Bill To Label GMO Food — Dr. Bronner And Biologist Weigh In

GUESTS:

Steven Briggs, Distinguished Professor, Section of Cell and Developmental Biology, UC San Diego

David Bronner, CEO, Dr. Bronner's Magic Soap

Transcript

New legislation has been introduced in Washington that would require labeling of GMO, or genetically modified, food. It mirrors California's Proposition 37 measure, which voters rejected last year.

U.S. Senator Barbara Boxer (D-CA) and Congressman Peter DeFazio (D-OR) introduced the Genetically Engineered Food Right-to-Know Act so "consumers can make informed choices about what they eat."

Supporters say 90 percent of Americans support the labeling of genetically modified food, but the measure faces strong opposition from food manufacturers and some members of the scientific community.
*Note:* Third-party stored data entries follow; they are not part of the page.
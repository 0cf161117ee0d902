//! Streaming response normalization for chat LLM backends.
//!
//! A backend response arrives as chunked, possibly malformed, SSE-flavoured
//! text. The pipeline splits it into frames, repairs and classifies each one,
//! normalizes the payload and interleaves reasoning text, producing an ordered
//! sequence of [`StreamEvent`]s (`Content`, `Done`, `WaitQueuing`).
//!
//! # Running a turn
//!
//! ```no_run
//! use std::sync::Arc;
//!
//! use chatstream_core::prelude::*;
//!
//! # #[tokio::main(flavor = "current_thread")]
//! # async fn main() -> Result<(), ChatStreamError> {
//! let registry = AdapterRegistry::standard(StandardAdapters::new(
//!     DeepSeekConfig::from_env()?,
//!     LocalModelConfig::from_env()?,
//!     Arc::new(MemoryCredentialStore::default()),
//! ))?;
//!
//! let mut turn = registry.turn("deepseek-v3").user_text("Say hello").start().await?;
//! while let Some(event) = turn.next_event().await {
//!     if let StreamEvent::Content { text } = event {
//!         print!("{text}");
//!     }
//! }
//! let summary = turn.finish().await?;
//! println!("\n{:?}", summary.outcome);
//! # Ok(())
//! # }
//! ```
//!
//! # Normalizing bytes directly
//!
//! ```
//! use chatstream_core::prelude::*;
//!
//! let mut pipeline = Pipeline::new(&PipelineConfig::default(), PipelineMode::default());
//! let events = pipeline.push_chunk(b"data: {\"content\":\"hi\"}\ndata: [DONE]\n");
//! assert_eq!(events, vec![StreamEvent::content("hi"), StreamEvent::Done]);
//! ```

/// Model adapters, transports, credentials and the adapter registry.
pub mod adapters;
/// Pipeline tunables.
pub mod config;
/// Public error types.
pub mod errors;
/// Process-wide logging setup.
pub mod observability;
/// Frame splitting, classification, normalization and the pipeline driver.
pub mod pipeline;
/// Common imports for typical usage.
pub mod prelude;
/// Canonical events and byte stream types.
pub mod stream;
/// Async turn runtime: builder, streaming handle and cancellation.
pub mod turn;

pub use adapters::{
    AdapterId, AdapterRegistry, AdapterRegistryBuilder, AdapterResponse, CredentialStore,
    DeepSeekConfig, HttpTransport, LocalModelConfig, LoginRedirect, MemoryCredentialStore,
    MessageLocale, MockConfig, ModelAdapter, ModelBackend, StandardAdapters,
};
pub use config::PipelineConfig;
pub use errors::{ChatStreamError, TransportError};
pub use observability::{ObservabilityConfig, init_observability, init_with};
pub use pipeline::{Pipeline, PipelineMode, PipelineState, normalize_stream};
pub use stream::{ByteStream, StreamEvent};
pub use turn::{AbortHandle, TurnBuilder, TurnOutcome, TurnStream, TurnSummary};
use std::sync::Arc;
use std::time::Duration;

use chatstream_core::prelude::*;

#[tokio::main(flavor = "current_thread")]
async fn main() -> Result<(), ChatStreamError> {
    chatstream_core::init_observability();

    let registry = AdapterRegistry::standard(
        StandardAdapters::new(
            DeepSeekConfig::new(""),
            LocalModelConfig::default(),
            Arc::new(MemoryCredentialStore::default()),
        )
        .mock(MockConfig::default().chunk_interval(Duration::from_millis(80))),
    )?;

    let mut turn = registry
        .turn("standard")
        .user_text("Stream a greeting.")
        .start()
        .await?;

    while let Some(event) = turn.next_event().await {
        match event {
            StreamEvent::Content { text } => print!("{text}"),
            StreamEvent::WaitQueuing => eprintln!("(waiting for the model...)"),
            StreamEvent::Done => println!(),
        }
    }

    let summary = turn.finish().await?;
    eprintln!("outcome: {:?}", summary.outcome);
    Ok(())
}
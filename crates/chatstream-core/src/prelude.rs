//! Common imports for typical usage.
pub use crate::{
    AbortHandle, AdapterId, AdapterRegistry, ChatStreamError, DeepSeekConfig, LocalModelConfig,
    MemoryCredentialStore, MessageLocale, MockConfig, Pipeline, PipelineConfig, PipelineMode,
    StandardAdapters, StreamEvent, TurnBuilder, TurnOutcome, TurnStream, TurnSummary,
};
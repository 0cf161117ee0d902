use std::path::Path;

use bytes::Bytes;
use chatstream_core::{ByteStream, Pipeline, PipelineConfig, PipelineMode, StreamEvent, normalize_stream};
use futures::Stream;

/// Splits a recorded body into fixed-size chunks, as a network would.
pub fn chunked_body(data: Vec<u8>, chunk_size: usize) -> ByteStream {
    let data = Bytes::from(data);
    let chunk_size = chunk_size.max(1);
    let chunks: Vec<_> = (0..data.len())
        .step_by(chunk_size)
        .map(|start| Ok(data.slice(start..(start + chunk_size).min(data.len()))))
        .collect();
    Box::pin(futures::stream::iter(chunks))
}

/// Reads a recorded body and normalizes it through a fresh pipeline.
pub async fn replay_file(
    path: &Path,
    config: &PipelineConfig,
    mode: PipelineMode,
    chunk_size: usize,
) -> std::io::Result<impl Stream<Item = StreamEvent>> {
    let data = tokio::fs::read(path).await?;
    tracing::debug!(path = %path.display(), bytes = data.len(), chunk_size, "replaying transcript");
    Ok(normalize_stream(
        chunked_body(data, chunk_size),
        Pipeline::new(config, mode),
    ))
}

#[cfg(test)]
mod tests {
    use std::io::Write as _;

    use futures::StreamExt as _;

    use super::*;

    #[tokio::test]
    async fn chunks_cover_the_input() {
        let chunks: Vec<_> = chunked_body(b"abcdefg".to_vec(), 3).collect().await;
        let chunks: Vec<Bytes> = chunks.into_iter().map(|c| c.expect("chunk")).collect();
        assert_eq!(
            chunks,
            vec![
                Bytes::from_static(b"abc"),
                Bytes::from_static(b"def"),
                Bytes::from_static(b"g")
            ]
        );
    }

    #[tokio::test]
    async fn replays_recorded_transcript() {
        let mut file = tempfile::NamedTempFile::new().expect("tempfile");
        write!(
            file,
            "data: {{\"choices\":[{{\"delta\":{{\"content\":null,\"reasoning_content\":\"想一想\"}}}}]}}\n\
             data: {{\"choices\":[{{\"delta\":{{\"content\":\"好的\",\"reasoning_content\":null}}}}]}}\n\
             data: [DONE]\n"
        )
        .expect("write");

        let events: Vec<_> = replay_file(
            file.path(),
            &PipelineConfig::default(),
            PipelineMode::default(),
            5,
        )
        .await
        .expect("replay")
        .collect()
        .await;
        assert_eq!(
            events,
            vec![
                StreamEvent::content("<think>想一想"),
                StreamEvent::content("</think><br><br>好的"),
                StreamEvent::Done,
            ]
        );
    }

    #[tokio::test]
    async fn missing_file_is_an_error() {
        let config = PipelineConfig::default();
        let result = replay_file(
            Path::new("/definitely/not/here.sse"),
            &config,
            PipelineMode::Local,
            8,
        )
        .await;
        assert!(result.is_err());
    }
}
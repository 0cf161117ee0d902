use std::path::PathBuf;

use chatstream_core::MessageLocale;
use clap::{ArgAction, Args, Parser, Subcommand, ValueEnum};

/// Stream chat turns from LLM backends and render the normalized events.
#[derive(Parser, Debug)]
#[command(name = "chatstream", version, about)]
pub struct Cli {
    /// JSON file overriding pipeline heuristics (delimiters, noise filter,
    /// reasoning markers, keep-alive literal).
    #[arg(long, global = true, value_name = "FILE")]
    pub pipeline_config: Option<PathBuf>,

    /// Language of synthesized failure notices (`zh` or `en`).
    #[arg(long, global = true)]
    pub locale: Option<MessageLocale>,

    /// Increase log verbosity on stderr (-v turn lifecycle, -vv dropped
    /// frame diagnostics, -vvv trace). `CHATSTREAM_LOG_LEVEL` overrides it.
    #[arg(short, long, global = true, action = ArgAction::Count)]
    pub verbose: u8,

    #[command(subcommand)]
    pub command: Command,
}

#[derive(Subcommand, Debug)]
pub enum Command {
    /// List registered adapters; the default is marked with `*`.
    List,
    /// Run one chat turn and print content as it arrives. Ctrl-C aborts.
    Chat(ChatArgs),
    /// Feed a recorded response body through the pipeline offline.
    Replay(ReplayArgs),
}

#[derive(Args, Debug)]
pub struct ChatArgs {
    /// Adapter id; defaults to the registry default.
    #[arg(long, short = 'a')]
    pub adapter: Option<String>,

    /// Conversation id forwarded to backends that keep history.
    #[arg(long, short = 's')]
    pub session: Option<String>,

    /// Wrap each reasoning delta separately instead of one segment.
    #[arg(long, default_value_t = false)]
    pub no_reasoning: bool,

    /// Print events as JSON lines.
    #[arg(long, default_value_t = false)]
    pub json: bool,

    /// The user message.
    pub text: String,
}

#[derive(Args, Debug)]
pub struct ReplayArgs {
    /// Normalization path to replay through.
    #[arg(long, value_enum, default_value_t = ModeArg::Shared)]
    pub adapter_mode: ModeArg,

    #[arg(long, default_value_t = false)]
    pub no_reasoning: bool,

    #[arg(long, default_value_t = false)]
    pub json: bool,

    /// Bytes per simulated network chunk.
    #[arg(long, default_value_t = 64, value_parser = clap::value_parser!(u16).range(1..))]
    pub chunk_size: u16,

    /// Recorded response body.
    pub file: PathBuf,
}

#[derive(Clone, Copy, Debug, PartialEq, Eq, ValueEnum)]
pub enum ModeArg {
    Shared,
    Local,
}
“Americans have the right to know what is in the food they eat so they can make the best choices for their families," Boxer said in a released statement. “This legislation is supported by a broad coalition of consumer groups, businesses, farmers, fishermen and parents who all agree that consumers deserve more — not less — information about the food they buy.”

Steve Briggs, biology professor at UC San Diego says he was against California's Proposition 37 because it was not "honest." He says a lot of push for GMO labeling comes from the organic industry and that it's political. Briggs says labeling will push the cost of food up making organic food more competitive.

Manufacturers do who do not use GMO ingredients are already labeling their food, says Briggs. "If people want to eat GMO-free, they can. If people want labeling of how the food is made they can do it voluntary, like Kosher foods are labeled."

Briggs says "everyone shouldn't have to pay more for labeling if they don't care if their food has GMOs."